La quatrième étape réside dans la mise sur pied de projets collectifs, qui peuvent prendre la forme de potagers dans des parcs, dans des cours d’école ou dans d’autres lieux publics. L’idée est ici de resserrer les liens entre les gens en leur donnant l’opportunité de mettre leurs forces en commun dans le contexte d’un projet d’autonomie alimentaire. Finalement, la cinquième étape est de participer aux consultations publiques et aux rencontres du Conseil de Ville afin de démontrer clairement aux élus l’intérêt marqué de la population pour l’agriculture urbaine.
À Sherbrooke
En ce qui a trait à l’agriculture urbaine et l’implantation du mouvement Incroyables comestibles à Sherbrooke, les choses bougent très rapidement. Dans l’est de la ville, le groupe des Jardiniers solidaires de Sherbrooke organisent un projet de jardinage collectif d’envergure tandis que, sur la rue King ouest, les AmiEs de la Terre sont en train de se construire des bacs de légumes à partager. Un peu partout, des potagers s’organisent sur les terrains privés, et des citoyens prennent part à des rencontres afin de mettre sur pied des initiatives en tous genres. La fréquentation du Jardin collectif des Nations est en pleine augmentation, et les gens réclament de plus en plus d’aliments locaux dans nos épiceries. L’évènement « Sherbrooke, ville nourricière » a littéralement donné le coup d’envoi à de nombreux projets et a permis à des gens des quatre coins de la ville et de la région de se rencontrer et de mettre en commun des idées.
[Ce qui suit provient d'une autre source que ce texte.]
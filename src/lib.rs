//! Uninformed search (BFS, DFS, UCS, DLS, IDDFS, bidirectional BFS) on a
//! grid whose obstacles can appear while the search runs.
//!
//! Build a [`GridEnvironment`], hand it to a [`SearchController`] with an
//! [`Algorithm`] and a [`StepSink`], and get back a [`SearchResult`].

pub mod algorithms;
pub mod comparison;
pub mod config;
pub mod controller;
pub mod display;
pub mod error;
pub mod events;
pub mod grid;
pub mod node;
pub mod obstacles;
pub mod statistics;

pub use algorithms::Algorithm;
pub use controller::{CancellationToken, Outcome, SearchController, SearchResult, SearchSettings};
pub use error::ConfigError;
pub use events::{ChannelSink, NullSink, StepEvent, StepSink};
pub use grid::{GridEnvironment, Neighborhood, Position};
pub use node::PathRecord;
pub use obstacles::{ObstaclePolicy, SpawnExclusion};
use tracing::debug;

use crate::algorithms::common::{SearchAlgorithm, SearchContext, Termination};
use crate::algorithms::dls::{depth_limited_pass, PassOutcome};
use crate::grid::Position;

/// Iterative deepening: depth-limited passes with limits 0, 1, .. up to
/// `max_depth`, each starting from scratch.
///
/// Expansions accumulate across passes. A pass that never hit its limit
/// has seen everything reachable, so deeper passes are skipped.
#[derive(Debug)]
pub struct IterativeDeepening {
    max_depth: usize,
}

impl IterativeDeepening {
    pub fn new(max_depth: usize) -> Self {
        IterativeDeepening { max_depth }
    }
}

impl SearchAlgorithm for IterativeDeepening {
    fn search(
        &mut self,
        ctx: &mut SearchContext<'_>,
        start: Position,
        target: Position,
    ) -> Termination {
        for limit in 0..=self.max_depth {
            ctx.begin_pass(limit);
            match depth_limited_pass(ctx, start, target, limit) {
                PassOutcome::Found(path) => return Termination::Found(path),
                PassOutcome::Cancelled => return Termination::Cancelled,
                PassOutcome::Exhausted { cut_off: true } => {}
                PassOutcome::Exhausted { cut_off: false } => {
                    debug!(limit, "reachable region exhausted below the limit");
                    return Termination::Exhausted;
                }
            }
        }
        Termination::Exhausted
    }
}

#[cfg(test)]
mod tests {
    use super::*;
    use crate::algorithms::bfs::BreadthFirst;
    use crate::algorithms::common::testing::{assert_walkable, found_path, open_grid, run_engine};

    #[test]
    fn finds_a_shortest_path_by_move_count() {
        let mut env = open_grid(5, 5, Position::new(0, 0), Position::new(0, 4));
        for row in 0..4 {
            env.add_obstacle(Position::new(row, 2)).unwrap();
        }

        let (termination, _) = run_engine(&mut IterativeDeepening::new(20), &mut env);
        let deepening = found_path(termination);
        let (termination, _) = run_engine(&mut BreadthFirst::new(), &mut env);
        let breadth = found_path(termination);

        assert_eq!(deepening.edge_count(), breadth.edge_count());
        assert_walkable(&env, &deepening);
    }

    #[test]
    fn expansions_accumulate_over_passes() {
        let mut env = open_grid(10, 10, Position::new(0, 0), Position::new(9, 9));
        let (termination, expansions) = run_engine(&mut IterativeDeepening::new(20), &mut env);
        assert_eq!(found_path(termination).edge_count(), 9);
        assert_eq!(expansions, 816);
    }

    #[test]
    fn gives_up_at_max_depth() {
        let mut env = open_grid(10, 10, Position::new(0, 0), Position::new(9, 9));
        let (termination, expansions) = run_engine(&mut IterativeDeepening::new(5), &mut env);
        assert_eq!(termination, Termination::Exhausted);
        assert_eq!(expansions, 125);
    }

    #[test]
    fn stops_early_once_nothing_is_cut_off() {
        // Three reachable cells in a row: passes 0..=3 expand 1 + 2 + 3 + 3.
        let mut env = open_grid(3, 3, Position::new(0, 0), Position::new(2, 2));
        for col in 0..3 {
            env.add_obstacle(Position::new(1, col)).unwrap();
        }
        let (termination, expansions) = run_engine(&mut IterativeDeepening::new(20), &mut env);
        assert_eq!(termination, Termination::Exhausted);
        assert_eq!(expansions, 9);
    }
}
Petit à petit, le mouvement mondial des Incroyables comestibles fait son nid à Sherbrooke, l’agriculture urbaine s’installe et l’idée de partage des récoltes se propage.
L’auteure est adjointe à la coordination du Marché de solidarité régionale des AmiEs de la Terre, conférencière à Sherbrooke, ville nourricière et citoyenne impliquée dans le mouvement Incroyables comestibles.